(Saved entries)
//! Customers, their ABC tier, and their contacts.

use std::{fmt, str::FromStr};

use chrono::{DateTime, Utc};
use serde::{Deserialize, Serialize};
use uuid::Uuid;

use crate::{
  Error, Result,
  error::{require_email, require_text},
  geo::GeoPoint,
  org::validate_code,
  patch::double_option,
};

// ─── ABC classification ──────────────────────────────────────────────────────

/// Monthly revenue (THB) above which a customer is tier A.
pub const TIER_A_MIN_EXCLUSIVE: f64 = 500_000.0;
/// Monthly revenue (THB) at or above which a customer is at least tier B.
pub const TIER_B_MIN_INCLUSIVE: f64 = 100_000.0;

/// Customer tier by monthly revenue.
#[derive(Debug, Clone, Copy, PartialEq, Eq, Hash, PartialOrd, Ord, Serialize, Deserialize)]
pub enum AbcClass {
  A,
  B,
  C,
}

impl AbcClass {
  pub const ALL: [AbcClass; 3] = [AbcClass::A, AbcClass::B, AbcClass::C];

  /// A > 500K; B 100K–500K inclusive; C < 100K.
  pub fn from_monthly_revenue(revenue: f64) -> Self {
    if revenue > TIER_A_MIN_EXCLUSIVE {
      AbcClass::A
    } else if revenue >= TIER_B_MIN_INCLUSIVE {
      AbcClass::B
    } else {
      AbcClass::C
    }
  }

  pub fn as_str(self) -> &'static str {
    match self {
      AbcClass::A => "A",
      AbcClass::B => "B",
      AbcClass::C => "C",
    }
  }
}

impl fmt::Display for AbcClass {
  fn fmt(&self, f: &mut fmt::Formatter<'_>) -> fmt::Result { f.write_str(self.as_str()) }
}

impl FromStr for AbcClass {
  type Err = Error;

  fn from_str(s: &str) -> Result<Self> {
    match s {
      "A" => Ok(AbcClass::A),
      "B" => Ok(AbcClass::B),
      "C" => Ok(AbcClass::C),
      other => Err(Error::UnknownVariant { kind: "abc class", value: other.to_owned() }),
    }
  }
}

// ─── Customer ────────────────────────────────────────────────────────────────

/// An account the sales force visits. `code` is unique within a company.
#[derive(Debug, Clone, Serialize, Deserialize)]
pub struct Customer {
  pub customer_id:     Uuid,
  pub company_id:      Uuid,
  pub territory_id:    Option<Uuid>,
  pub code:            String,
  pub name:            String,
  pub address:         Option<String>,
  /// Check-ins are radius-checked against this point when present.
  pub location:        Option<GeoPoint>,
  pub monthly_revenue: f64,
  /// Derived from `monthly_revenue` on every write.
  pub class:           AbcClass,
  pub created_at:      DateTime<Utc>,
  pub updated_at:      DateTime<Utc>,
}

#[derive(Debug, Clone, Deserialize)]
pub struct NewCustomer {
  pub territory_id:    Option<Uuid>,
  pub code:            String,
  pub name:            String,
  pub address:         Option<String>,
  pub location:        Option<GeoPoint>,
  #[serde(default)]
  pub monthly_revenue: f64,
}

impl NewCustomer {
  pub fn validate(&self) -> Result<()> {
    validate_code(&self.code)?;
    require_text("name", &self.name, 200)?;
    validate_revenue(self.monthly_revenue)?;
    if let Some(point) = self.location {
      point.validate()?;
    }
    Ok(())
  }
}

#[derive(Debug, Clone, Default, Deserialize)]
pub struct CustomerPatch {
  #[serde(default, deserialize_with = "double_option")]
  pub territory_id:    Option<Option<Uuid>>,
  pub code:            Option<String>,
  pub name:            Option<String>,
  #[serde(default, deserialize_with = "double_option")]
  pub address:         Option<Option<String>>,
  #[serde(default, deserialize_with = "double_option")]
  pub location:        Option<Option<GeoPoint>>,
  pub monthly_revenue: Option<f64>,
}

impl Customer {
  pub fn apply(&mut self, patch: CustomerPatch) -> Result<()> {
    crate::patch::apply(&mut self.territory_id, patch.territory_id);
    if let Some(code) = patch.code {
      validate_code(&code)?;
      self.code = code;
    }
    if let Some(name) = patch.name {
      require_text("name", &name, 200)?;
      self.name = name;
    }
    crate::patch::apply(&mut self.address, patch.address);
    if let Some(Some(point)) = patch.location {
      point.validate()?;
    }
    crate::patch::apply(&mut self.location, patch.location);
    if let Some(revenue) = patch.monthly_revenue {
      validate_revenue(revenue)?;
      self.monthly_revenue = revenue;
    }
    self.class = AbcClass::from_monthly_revenue(self.monthly_revenue);
    Ok(())
  }
}

fn validate_revenue(revenue: f64) -> Result<()> {
  if revenue.is_finite() && revenue >= 0.0 {
    Ok(())
  } else {
    Err(Error::invalid("monthly_revenue", "must be a non-negative number"))
  }
}

// ─── Contact ─────────────────────────────────────────────────────────────────

/// A person at a customer. At most one contact per customer is primary.
#[derive(Debug, Clone, Serialize, Deserialize)]
pub struct Contact {
  pub contact_id:  Uuid,
  pub customer_id: Uuid,
  pub company_id:  Uuid,
  pub name:        String,
  pub position:    Option<String>,
  pub phone:       Option<String>,
  pub email:       Option<String>,
  pub is_primary:  bool,
  pub created_at:  DateTime<Utc>,
  pub updated_at:  DateTime<Utc>,
}

#[derive(Debug, Clone, Deserialize)]
pub struct NewContact {
  pub name:       String,
  pub position:   Option<String>,
  pub phone:      Option<String>,
  pub email:      Option<String>,
  #[serde(default)]
  pub is_primary: bool,
}

impl NewContact {
  pub fn validate(&self) -> Result<()> {
    require_text("name", &self.name, 200)?;
    if let Some(email) = &self.email {
      require_email("email", email)?;
    }
    Ok(())
  }
}

/// `is_primary: false` is rejected; the flag moves by promoting another
/// contact, never by clearing it.
#[derive(Debug, Clone, Default, Deserialize)]
pub struct ContactPatch {
  pub name:       Option<String>,
  #[serde(default, deserialize_with = "double_option")]
  pub position:   Option<Option<String>>,
  #[serde(default, deserialize_with = "double_option")]
  pub phone:      Option<Option<String>>,
  #[serde(default, deserialize_with = "double_option")]
  pub email:      Option<Option<String>>,
  pub is_primary: Option<bool>,
}

impl Contact {
  pub fn apply(&mut self, patch: ContactPatch) -> Result<()> {
    if let Some(name) = patch.name {
      require_text("name", &name, 200)?;
      self.name = name;
    }
    crate::patch::apply(&mut self.position, patch.position);
    crate::patch::apply(&mut self.phone, patch.phone);
    if let Some(Some(email)) = &patch.email {
      require_email("email", email)?;
    }
    crate::patch::apply(&mut self.email, patch.email);
    match patch.is_primary {
      Some(true) => self.is_primary = true,
      Some(false) if self.is_primary => {
        return Err(Error::invalid(
          "is_primary",
          "make another contact primary instead of clearing the flag",
        ));
      }
      _ => {}
    }
    Ok(())
  }
}
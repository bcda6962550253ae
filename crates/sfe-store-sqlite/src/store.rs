//! [`SqliteStore`]: the SQLite implementation of [`SalesStore`].

use std::path::Path;

use chrono::{DateTime, SubsecRound as _, Utc};
use rusqlite::{OptionalExtension as _, Row, params, params_from_iter, types::Value};
use uuid::Uuid;

use sfe_core::{
  customer::{AbcClass, Contact, Customer, NewContact, NewCustomer},
  notification::{NewNotification, Notification, NotificationPreferences},
  org::{Company, NewCompany, NewTeam, NewTerritory, NewUser, Team, Territory, User},
  store::{CustomerQuery, PlanQuery, ReportQuery, SalesStore, UserQuery},
  visit::{
    CallReport, NewPlan, NewReport, Photo, PlanStatus, PreCallPlan, ReportStatus, Revision,
  },
};

use crate::{
  Error, Result,
  encode::{
    COMPANY_COLUMNS, CONTACT_COLUMNS, CUSTOMER_COLUMNS, NOTIFICATION_COLUMNS, PHOTO_COLUMNS,
    PLAN_COLUMNS, PREFERENCES_COLUMNS, REPORT_COLUMNS, RawCompany, RawContact, RawCustomer,
    RawNotification, RawPhoto, RawPlan, RawPreferences, RawReport, RawTeam, RawTerritory,
    RawUser, TEAM_COLUMNS, TERRITORY_COLUMNS, USER_COLUMNS, encode_dt, encode_opt_dt,
    encode_opt_uuid, encode_uuid, encode_uuid_list, like_pattern,
  },
  schema::SCHEMA,
};

/// Current time at the precision timestamps are stored with, so values read
/// back compare equal to the ones returned from inserts.
fn now() -> DateTime<Utc> { Utc::now().trunc_subsecs(6) }

type RowFn<R> = fn(&Row<'_>) -> rusqlite::Result<R>;

// ─── Store ───────────────────────────────────────────────────────────────────

/// An SFE store backed by a single SQLite file.
///
/// Cloning is cheap; the inner connection is reference-counted.
#[derive(Clone)]
pub struct SqliteStore {
  conn: tokio_rusqlite::Connection,
}
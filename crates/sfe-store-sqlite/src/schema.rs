//! SQL schema for the SFE SQLite store.
//!
//! Executed once at connection startup via `PRAGMA user_version`. Future
//! migrations will be gated on that version number.

/// Full schema DDL; idempotent thanks to `CREATE TABLE IF NOT EXISTS`.
pub const SCHEMA: &str = "
PRAGMA journal_mode = WAL;
PRAGMA foreign_keys = ON;

CREATE TABLE IF NOT EXISTS companies (
    company_id  TEXT PRIMARY KEY,
    name        TEXT NOT NULL UNIQUE,
    timezone    TEXT NOT NULL,
    currency    TEXT NOT NULL,
    created_at  TEXT NOT NULL,
    updated_at  TEXT NOT NULL
);

CREATE TABLE IF NOT EXISTS territories (
    territory_id TEXT PRIMARY KEY,
    company_id   TEXT NOT NULL REFERENCES companies(company_id),
    code         TEXT NOT NULL,
    name         TEXT NOT NULL,
    description  TEXT,
    created_at   TEXT NOT NULL,
    UNIQUE (company_id, code)
);

CREATE TABLE IF NOT EXISTS teams (
    team_id      TEXT PRIMARY KEY,
    company_id   TEXT NOT NULL REFERENCES companies(company_id),
    territory_id TEXT REFERENCES territories(territory_id),
    name         TEXT NOT NULL,
    leader_id    TEXT REFERENCES users(user_id),
    created_at   TEXT NOT NULL
);

CREATE TABLE IF NOT EXISTS users (
    user_id       TEXT PRIMARY KEY,
    company_id    TEXT NOT NULL REFERENCES companies(company_id),
    username      TEXT NOT NULL UNIQUE,
    email         TEXT NOT NULL,
    full_name     TEXT NOT NULL,
    phone         TEXT,
    role          TEXT NOT NULL,     -- 'CEO' | 'SD' | 'SM' | 'MM' | 'PM' | 'SUP' | 'SR'
    territory_id  TEXT REFERENCES territories(territory_id),
    team_id       TEXT REFERENCES teams(team_id),
    manager_id    TEXT REFERENCES users(user_id),
    is_active     INTEGER NOT NULL DEFAULT 1,
    password_hash TEXT NOT NULL,     -- argon2 PHC string
    created_at    TEXT NOT NULL,
    updated_at    TEXT NOT NULL
);

CREATE TABLE IF NOT EXISTS customers (
    customer_id     TEXT PRIMARY KEY,
    company_id      TEXT NOT NULL REFERENCES companies(company_id),
    territory_id    TEXT REFERENCES territories(territory_id),
    code            TEXT NOT NULL,
    name            TEXT NOT NULL,
    address         TEXT,
    lat             REAL,
    lng             REAL,
    monthly_revenue REAL NOT NULL DEFAULT 0,
    class           TEXT NOT NULL,   -- 'A' | 'B' | 'C'; derived from monthly_revenue
    created_at      TEXT NOT NULL,
    updated_at      TEXT NOT NULL,
    UNIQUE (company_id, code),
    CHECK  ((lat IS NULL) = (lng IS NULL))
);

CREATE TABLE IF NOT EXISTS contacts (
    contact_id  TEXT PRIMARY KEY,
    customer_id TEXT NOT NULL REFERENCES customers(customer_id) ON DELETE CASCADE,
    company_id  TEXT NOT NULL REFERENCES companies(company_id),
    name        TEXT NOT NULL,
    position    TEXT,
    phone       TEXT,
    email       TEXT,
    is_primary  INTEGER NOT NULL DEFAULT 0,
    created_at  TEXT NOT NULL,
    updated_at  TEXT NOT NULL
);

-- At most one primary contact per customer.
CREATE UNIQUE INDEX IF NOT EXISTS contacts_one_primary_idx
    ON contacts(customer_id) WHERE is_primary = 1;

CREATE TABLE IF NOT EXISTS pre_call_plans (
    plan_id        TEXT PRIMARY KEY,
    company_id     TEXT NOT NULL REFERENCES companies(company_id),
    sr_id          TEXT NOT NULL REFERENCES users(user_id),
    customer_id    TEXT NOT NULL REFERENCES customers(customer_id),
    scheduled_at   TEXT NOT NULL,
    objectives     TEXT NOT NULL,
    notes          TEXT,
    status         TEXT NOT NULL,    -- 'DRAFT' | 'PENDING' | 'APPROVED' | 'REJECTED'
    submitted_at   TEXT,
    reviewer_id    TEXT REFERENCES users(user_id),
    reviewed_at    TEXT,
    review_comment TEXT,
    created_at     TEXT NOT NULL,
    updated_at     TEXT NOT NULL
);

CREATE TABLE IF NOT EXISTS call_reports (
    report_id     TEXT PRIMARY KEY,
    company_id    TEXT NOT NULL REFERENCES companies(company_id),
    sr_id         TEXT NOT NULL REFERENCES users(user_id),
    customer_id   TEXT NOT NULL REFERENCES customers(customer_id),
    plan_id       TEXT REFERENCES pre_call_plans(plan_id),
    summary       TEXT NOT NULL DEFAULT '',
    outcome       TEXT,
    next_steps    TEXT,
    check_in_at   TEXT,
    check_in_lat  REAL,
    check_in_lng  REAL,
    check_out_at  TEXT,
    check_out_lat REAL,
    check_out_lng REAL,
    status        TEXT NOT NULL,     -- 'DRAFT' | 'SUBMITTED'
    submitted_at  TEXT,
    created_at    TEXT NOT NULL,
    updated_at    TEXT NOT NULL
);

-- Bytes live on disk under photo_dir; only metadata is stored here.
CREATE TABLE IF NOT EXISTS photos (
    photo_id     TEXT PRIMARY KEY,
    report_id    TEXT NOT NULL REFERENCES call_reports(report_id) ON DELETE CASCADE,
    company_id   TEXT NOT NULL REFERENCES companies(company_id),
    path         TEXT NOT NULL,
    content_hash TEXT NOT NULL,
    media_type   TEXT NOT NULL,
    size_bytes   INTEGER NOT NULL,
    uploaded_by  TEXT NOT NULL REFERENCES users(user_id),
    uploaded_at  TEXT NOT NULL
);

CREATE TABLE IF NOT EXISTS notifications (
    notification_id TEXT PRIMARY KEY,
    user_id         TEXT NOT NULL REFERENCES users(user_id),
    kind            TEXT NOT NULL,
    title           TEXT NOT NULL,
    body            TEXT NOT NULL,
    subject_id      TEXT,
    is_read         INTEGER NOT NULL DEFAULT 0,
    read_at         TEXT,
    created_at      TEXT NOT NULL
);

CREATE TABLE IF NOT EXISTS notification_preferences (
    user_id          TEXT PRIMARY KEY REFERENCES users(user_id),
    plan_submitted   INTEGER NOT NULL,
    plan_reviewed    INTEGER NOT NULL,
    report_submitted INTEGER NOT NULL,
    email_digest     INTEGER NOT NULL,
    updated_at       TEXT NOT NULL
);

CREATE INDEX IF NOT EXISTS users_company_idx         ON users(company_id);
CREATE INDEX IF NOT EXISTS customers_company_idx     ON customers(company_id);
CREATE INDEX IF NOT EXISTS contacts_customer_idx     ON contacts(customer_id);
CREATE INDEX IF NOT EXISTS plans_company_sched_idx   ON pre_call_plans(company_id, scheduled_at);
CREATE INDEX IF NOT EXISTS plans_sr_idx              ON pre_call_plans(sr_id);
CREATE INDEX IF NOT EXISTS reports_company_idx       ON call_reports(company_id, created_at);
CREATE INDEX IF NOT EXISTS reports_plan_idx          ON call_reports(plan_id);
CREATE INDEX IF NOT EXISTS photos_report_idx         ON photos(report_id);
CREATE INDEX IF NOT EXISTS photos_hash_idx           ON photos(content_hash);
CREATE INDEX IF NOT EXISTS notifications_user_idx    ON notifications(user_id, created_at);

PRAGMA user_version = 1;
";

EXERCISE REQUIREMENTS — Repeat, word for word, the lines from the start of the records to the line that contains "pub const TIER_A_MIN_EXCLUSIVE: f64", both of them included, and no others.

EXERCISE OUTPUT —
//! Customers, their ABC tier, and their contacts.

use std::{fmt, str::FromStr};

use chrono::{DateTime, Utc};
use serde::{Deserialize, Serialize};
use uuid::Uuid;

use crate::{
  Error, Result,
  error::{require_email, require_text},
  geo::GeoPoint,
  org::validate_code,
  patch::double_option,
};

// ─── ABC classification ──────────────────────────────────────────────────────

/// Monthly revenue (THB) above which a customer is tier A.
pub const TIER_A_MIN_EXCLUSIVE: f64 = 500_000.0;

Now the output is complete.